Live by Night
Gangster action more persuasive than the moral drama to which it is linked.
The American novelist Dennis Lehane has been lucky in the Hollywood adaptations from his work including Mystic River, The Drop and Gone Baby Gone which latter piece marked Ben Affleck’s directorial feature debut. Affleck remains on board with this latest adaptation (he is credited as star, co-producer, director and writer) but, despite Lehane himself being one of several executive producers, Live by Night is less successful than its predecessors. Although the film starts out in Boston, hometown of both Lehane and Affleck, it moves before long to Tampa, Florida which becomes the main setting and one can understand why Affleck should reportedly regard Live by Night as a homage to the gangster films of the Prohibition era since the tale takes place between 1927 and 1929 and to some extent pivots on the rival Boston gangs of the period. There’s the Irish one run by Albert White (Robert Glenister) and the Italian one headed by Maso Pescatore (Remo Girone).
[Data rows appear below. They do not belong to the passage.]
//! Expired-session cleanup.
//!
//! Expired sessions are queued as [`CleanupJob`]s. The [`CleanupEngine`]
//! drains the queue in batches, releasing each session's resources through a
//! pluggable [`SessionResources`] backend. Only one batch runs at a time; when
//! the queue is still at batch size after a batch, the next one waits out a
//! cooldown.
//!
//! Resource classes (files, temporary files, cache, preferences, audit logs)
//! are enabled independently. A failure in one class is logged and counted
//! but never aborts the others or the rest of the batch.

use std::collections::VecDeque;
use std::fmt;
use std::sync::Arc;
use std::sync::atomic::{AtomicBool, Ordering};
use std::time::{Duration, Instant};

use async_trait::async_trait;
use chrono::{DateTime, Utc};
use futures::future::join_all;
use parking_lot::Mutex;
use serde::{Deserialize, Serialize};
use tokio::sync::{Notify, broadcast};
use tracing::{debug, info, warn};

use super::store::{ExpiryReason, SessionStore};
use crate::clock::{Clock, chrono_duration};
use crate::config::CleanupConfig;
use crate::telemetry::{TelemetryEvent, TelemetrySink, events};

/// Cleanup errors.
#[derive(Debug, Clone, PartialEq, Eq, thiserror::Error)]
pub enum CleanupError {
    /// A resource backend call failed.
    #[error("Failed to clean {class} for session {session_id}: {message}")]
    Resource {
        /// Resource class being cleaned
        class: ResourceClass,
        /// Session being cleaned
        session_id: String,
        /// Backend error
        message: String,
    },
}

/// Kinds of per-session resources.
#[derive(Debug, Clone, Copy, PartialEq, Eq, Hash, Serialize, Deserialize)]
#[serde(rename_all = "snake_case")]
pub enum ResourceClass {
    /// Uploaded files
    Files,
    /// Temporary files
    TempFiles,
    /// Cached data
    Cache,
    /// Stored preferences
    Preferences,
    /// Audit log entries
    AuditLogs,
}

impl fmt::Display for ResourceClass {
    fn fmt(&self, f: &mut fmt::Formatter<'_>) -> fmt::Result {
        f.write_str(match self {
            Self::Files => "files",
            Self::TempFiles => "temp_files",
            Self::Cache => "cache",
            Self::Preferences => "preferences",
            Self::AuditLogs => "audit_logs",
        })
    }
}

/// A queued cleanup request.
#[derive(Debug, Clone, PartialEq, Eq)]
pub struct CleanupJob {
    /// Expired session
    pub session_id: String,
    /// Owner of the session
    pub user_id: String,
    /// Why the session expired
    pub reason: ExpiryReason,
    /// When it expired
    pub expired_at: DateTime<Utc>,
}

/// FIFO of pending cleanup jobs.
///
/// Pushing the job that brings the queue to `batch_size` wakes the engine.
#[derive(Debug)]
pub struct CleanupQueue {
    jobs: Mutex<VecDeque<CleanupJob>>,
    notify: Notify,
    batch_size: usize,
}

impl CleanupQueue {
    /// Create an empty queue.
    #[must_use]
    pub fn new(batch_size: usize) -> Self {
        Self {
            jobs: Mutex::new(VecDeque::new()),
            notify: Notify::new(),
            batch_size: batch_size.max(1),
        }
    }

    /// Enqueue a job. Returns the new queue length.
    pub fn push(&self, job: CleanupJob) -> usize {
        let len = {
            let mut jobs = self.jobs.lock();
            jobs.push_back(job);
            jobs.len()
        };
        if len >= self.batch_size {
            self.notify.notify_one();
        }
        len
    }

    /// Take up to `max` jobs from the front.
    pub fn drain(&self, max: usize) -> Vec<CleanupJob> {
        let mut jobs = self.jobs.lock();
        let n = max.min(jobs.len());
        jobs.drain(..n).collect()
    }

    /// Queued jobs.
    #[must_use]
    pub fn len(&self) -> usize {
        self.jobs.lock().len()
    }

    /// Whether nothing is queued.
    #[must_use]
    pub fn is_empty(&self) -> bool {
        self.jobs.lock().is_empty()
    }

    /// Configured batch size.
    #[must_use]
    pub fn batch_size(&self) -> usize {
        self.batch_size
    }

    /// Wait until the queue reaches batch size.
    pub async fn full(&self) {
        self.notify.notified().await;
    }
}

/// A stored file belonging to a session.
#[derive(Debug, Clone, PartialEq, Eq, Serialize, Deserialize)]
pub struct StoredFile {
    /// Backend identifier
    pub id: String,
    /// Upload time
    pub created_at: DateTime<Utc>,
    /// Marked temporary by the uploader
    pub temporary: bool,
}

/// Backend holding per-session resources.
///
/// Each method acts on the session named by `job`. Counts returned are the
/// number of items removed.
#[async_trait]
pub trait SessionResources: Send + Sync + 'static {
    /// Files uploaded during the session.
    async fn list_files(&self, job: &CleanupJob) -> Result<Vec<StoredFile>, String>;

    /// Delete one file.
    async fn delete_file(&self, job: &CleanupJob, file: &StoredFile) -> Result<(), String>;

    /// Delete temporary files.
    async fn purge_temp_files(&self, job: &CleanupJob) -> Result<usize, String>;

    /// Drop cached data.
    async fn purge_cache(&self, job: &CleanupJob) -> Result<usize, String>;

    /// Delete stored preferences.
    async fn purge_preferences(&self, job: &CleanupJob) -> Result<usize, String>;

    /// Delete audit log entries.
    async fn purge_audit_logs(&self, job: &CleanupJob) -> Result<usize, String>;
}

/// Backend with nothing to clean.
#[derive(Debug, Default, Clone, Copy)]
pub struct NoResources;

#[async_trait]
impl SessionResources for NoResources {
    async fn list_files(&self, _job: &CleanupJob) -> Result<Vec<StoredFile>, String> {
        Ok(Vec::new())
    }

    async fn delete_file(&self, _job: &CleanupJob, _file: &StoredFile) -> Result<(), String> {
        Ok(())
    }

    async fn purge_temp_files(&self, _job: &CleanupJob) -> Result<usize, String> {
        Ok(0)
    }

    async fn purge_cache(&self, _job: &CleanupJob) -> Result<usize, String> {
        Ok(0)
    }

    async fn purge_preferences(&self, _job: &CleanupJob) -> Result<usize, String> {
        Ok(0)
    }

    async fn purge_audit_logs(&self, _job: &CleanupJob) -> Result<usize, String> {
        Ok(0)
    }
}

/// Files eligible for deletion.
///
/// Files younger than `retention` always survive. Past that, a timed-out
/// session loses all its files; any other expiry reason only loses files
/// marked temporary.
#[must_use]
pub fn files_to_remove<'a>(
    files: &'a [StoredFile],
    reason: &ExpiryReason,
    now: DateTime<Utc>,
    retention: Duration,
) -> Vec<&'a StoredFile> {
    let cutoff = now - chrono_duration(retention);
    files
        .iter()
        .filter(|f| f.created_at < cutoff)
        .filter(|f| matches!(reason, ExpiryReason::Timeout) || f.temporary)
        .collect()
}

/// Outcome of cleaning one session.
#[derive(Debug, Clone, Default, PartialEq, Eq)]
pub struct SessionCleanup {
    /// Session cleaned
    pub session_id: String,
    /// Items removed across all classes
    pub removed: usize,
    /// Per-class failures
    pub failures: Vec<CleanupError>,
}

/// Outcome of one batch.
#[derive(Debug, Clone, Default, PartialEq, Eq, Serialize)]
pub struct CleanupReport {
    /// Sessions processed
    pub processed: usize,
    /// Sessions cleaned without failures
    pub succeeded: usize,
    /// Sessions with at least one failed class
    pub failed: usize,
    /// Items removed
    pub removed: usize,
}

impl CleanupReport {
    fn absorb(&mut self, other: &Self) {
        self.processed += other.processed;
        self.succeeded += other.succeeded;
        self.failed += other.failed;
        self.removed += other.removed;
    }
}

/// Batch cleanup engine.
pub struct CleanupEngine {
    config: CleanupConfig,
    queue: Arc<CleanupQueue>,
    store: Arc<SessionStore>,
    resources: Arc<dyn SessionResources>,
    in_flight: AtomicBool,
    clock: Arc<dyn Clock>,
    telemetry: Arc<dyn TelemetrySink>,
}

/// Clears the in-flight flag when a batch ends, including on cancellation.
struct InFlight<'a>(&'a AtomicBool);

impl Drop for InFlight<'_> {
    fn drop(&mut self) {
        self.0.store(false, Ordering::Release);
    }
}

impl CleanupEngine {
    /// Create an engine draining `store`'s queue.
    #[must_use]
    pub fn new(
        config: CleanupConfig,
        store: Arc<SessionStore>,
        resources: Arc<dyn SessionResources>,
        clock: Arc<dyn Clock>,
        telemetry: Arc<dyn TelemetrySink>,
    ) -> Self {
        Self {
            queue: Arc::clone(store.queue()),
            config,
            store,
            resources,
            in_flight: AtomicBool::new(false),
            clock,
            telemetry,
        }
    }

    /// Whether a batch is currently running.
    #[must_use]
    pub fn is_busy(&self) -> bool {
        self.in_flight.load(Ordering::Acquire)
    }

    /// Process one batch. Returns `None` if another batch is in flight.
    pub async fn process_batch(&self) -> Option<CleanupReport> {
        if self
            .in_flight
            .compare_exchange(false, true, Ordering::AcqRel, Ordering::Acquire)
            .is_err()
        {
            debug!("Cleanup batch already in flight");
            return None;
        }
        let _guard = InFlight(&self.in_flight);

        let jobs = self.queue.drain(self.config.batch_size);
        if jobs.is_empty() {
            return Some(CleanupReport::default());
        }

        let started = Instant::now();
        let outcomes = join_all(jobs.iter().map(|job| self.clean_session(job))).await;

        let mut report = CleanupReport {
            processed: outcomes.len(),
            ..CleanupReport::default()
        };
        for (job, outcome) in jobs.iter().zip(&outcomes) {
            report.removed += outcome.removed;
            if outcome.failures.is_empty() {
                report.succeeded += 1;
                self.store.mark_cleaned(&job.session_id);
            } else {
                // the expired record stays until the retention sweep
                report.failed += 1;
            }
        }

        info!(
            processed = report.processed,
            succeeded = report.succeeded,
            failed = report.failed,
            removed = report.removed,
            elapsed_ms = started.elapsed().as_millis() as u64,
            "Cleanup batch complete"
        );
        Some(report)
    }

    /// Process batches until the queue is empty, pausing for the cooldown
    /// whenever the queue is still at batch size.
    pub async fn drain(&self) -> CleanupReport {
        let mut total = CleanupReport::default();
        loop {
            let Some(report) = self.process_batch().await else {
                tokio::time::sleep(self.config.cooldown).await;
                continue;
            };
            total.absorb(&report);

            if self.queue.is_empty() {
                return total;
            }
            if self.queue.len() >= self.config.batch_size {
                debug!(queued = self.queue.len(), cooldown = ?self.config.cooldown, "Cleanup cooldown");
                tokio::time::sleep(self.config.cooldown).await;
            }
        }
    }

    /// Run until shutdown: drain on every tick and whenever the queue fills.
    pub async fn run(self: Arc<Self>, mut shutdown: broadcast::Receiver<()>) {
        let mut ticker = tokio::time::interval(self.config.interval);
        ticker.tick().await;
        loop {
            tokio::select! {
                _ = ticker.tick() => {}
                () = self.queue.full() => {}
                _ = shutdown.recv() => {
                    debug!("Cleanup engine shutting down");
                    break;
                }
            }
            if !self.queue.is_empty() {
                self.drain().await;
            }
        }
    }

    /// Release every enabled resource class for one session.
    async fn clean_session(&self, job: &CleanupJob) -> SessionCleanup {
        let mut steps = Vec::new();
        if self.config.files {
            steps.push(ResourceClass::Files);
        }
        if self.config.temp_files {
            steps.push(ResourceClass::TempFiles);
        }
        if self.config.cache {
            steps.push(ResourceClass::Cache);
        }
        if self.config.preferences {
            steps.push(ResourceClass::Preferences);
        }
        if self.config.audit_logs {
            steps.push(ResourceClass::AuditLogs);
        }

        let results = join_all(steps.iter().map(|class| self.clean_class(job, *class))).await;

        let mut outcome = SessionCleanup {
            session_id: job.session_id.clone(),
            ..SessionCleanup::default()
        };
        for (class, result) in steps.into_iter().zip(results) {
            match result {
                Ok(n) => outcome.removed += n,
                Err(message) => {
                    warn!(session_id = %job.session_id, class = %class, error = %message, "Cleanup step failed");
                    self.telemetry.track(
                        TelemetryEvent::new(events::SESSION_CLEANUP_FAILED)
                            .with("session_id", &job.session_id)
                            .with("class", class)
                            .with("error", &message),
                    );
                    outcome.failures.push(CleanupError::Resource {
                        class,
                        session_id: job.session_id.clone(),
                        message,
                    });
                }
            }
        }

        if outcome.failures.is_empty() {
            self.telemetry.track(
                TelemetryEvent::new(events::SESSION_CLEANED_UP)
                    .with("session_id", &job.session_id)
                    .with("user_id", &job.user_id)
                    .with("reason", &job.reason)
                    .measure("removed", outcome.removed as f64),
            );
        }
        outcome
    }

    async fn clean_class(&self, job: &CleanupJob, class: ResourceClass) -> Result<usize, String> {
        match class {
            ResourceClass::Files => self.clean_files(job).await,
            ResourceClass::TempFiles => self.resources.purge_temp_files(job).await,
            ResourceClass::Cache => self.resources.purge_cache(job).await,
            ResourceClass::Preferences => self.resources.purge_preferences(job).await,
            ResourceClass::AuditLogs => self.resources.purge_audit_logs(job).await,
        }
    }

    async fn clean_files(&self, job: &CleanupJob) -> Result<usize, String> {
        let files = self.resources.list_files(job).await?;
        let doomed = files_to_remove(
            &files,
            &job.reason,
            self.clock.now(),
            self.config.file_retention,
        );

        let results = join_all(doomed.iter().map(|f| self.resources.delete_file(job, f))).await;
        let mut removed = 0;
        let mut errors = Vec::new();
        for (file, result) in doomed.iter().zip(results) {
            match result {
                Ok(()) => removed += 1,
                Err(e) => errors.push(format!("{}: {e}", file.id)),
            }
        }
        if errors.is_empty() {
            Ok(removed)
        } else {
            Err(errors.join("; "))
        }
    }
}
However, to be reminded of the classic gangster movies of the 1930s is to bring to mind the blazing star quality of such players as James Cagney and Edward G. Robinson who could render repellant crooks utterly engaging. Here the unmemorable central figure is Affleck’s Joe Coughlin. To be fair, the story does not require a dynamic performer in this role, but in trying to turn him into a complex figure drawn to crime but capable of redemption, a far stronger and more perceptively detailed screenplay is needed. Initially it sets up Joe as an outsider reacting against the conformity to duty that led to so many American deaths in the First World War. We then see how his actions grieve his policeman father (Brendan Gleeson) even though on starting out as a minor league robber he seeks to describe himself as an outlaw rather than as a gangster. But, when employed by the rival gangs in turn, he ends up creating as much mayhem as any out-and-out gangster. Consequently, this character commands little sympathy and no pity.
Technically Live by Night is a competent job which works best as an action piece. But much of the time we find the episodic narrative being used to enfold within the main story the tales of three women encountered by Joe: Emma (Sienna Miller), the Cuban Graciela (Zoe Saldana) and Loretta (Elle Fanning) whose father (Chris Cooper) is a cop who disciplines her when she goes off the rails. Miller fares best here since Fanning’s story leads to an unlikely pay off while Saldana's role is so underwritten as to make no impact except when it ends in an unfortunate cliché. Developed in depth and with more insight in the writing, this could have been a compelling morality tale, but, as it stands, the more one catches glimpses of what it might have been the more one becomes aware that, for all its production values, this is something of an opportunity squandered.
MANSEL STIMPSON
Cast: Ben Affleck, Elle Fanning, Remo Girone, Brendan Gleeson, Robert Glenister, Matthew Maher, Chris Messina, Sienna Miller, Miguel J. Pimentel, Zoe Saldana, Chris Cooper, Chris Sullivan, Anthony Michael Hall, Max Casella, Christian Clemenson, Clark Gregg.
Dir Ben Affleck, Pro Leonardo DiCaprio, Jennifer Davisson, Ben Affleck and Jennifer Todd, Screenplay Ben Affleck, from the novel by Dennis Lehane, Ph Robert Richardson, Pro Des Jess Gonchor, Ed William Goldenberg, Music Harry Gregson-Williams, Costumes Jacqueline West.
Appian Way Productions/Pearl Street Films-Warner Brothers.
128 mins. USA. 2016. Rel: 13 January 2017. Cert. 15.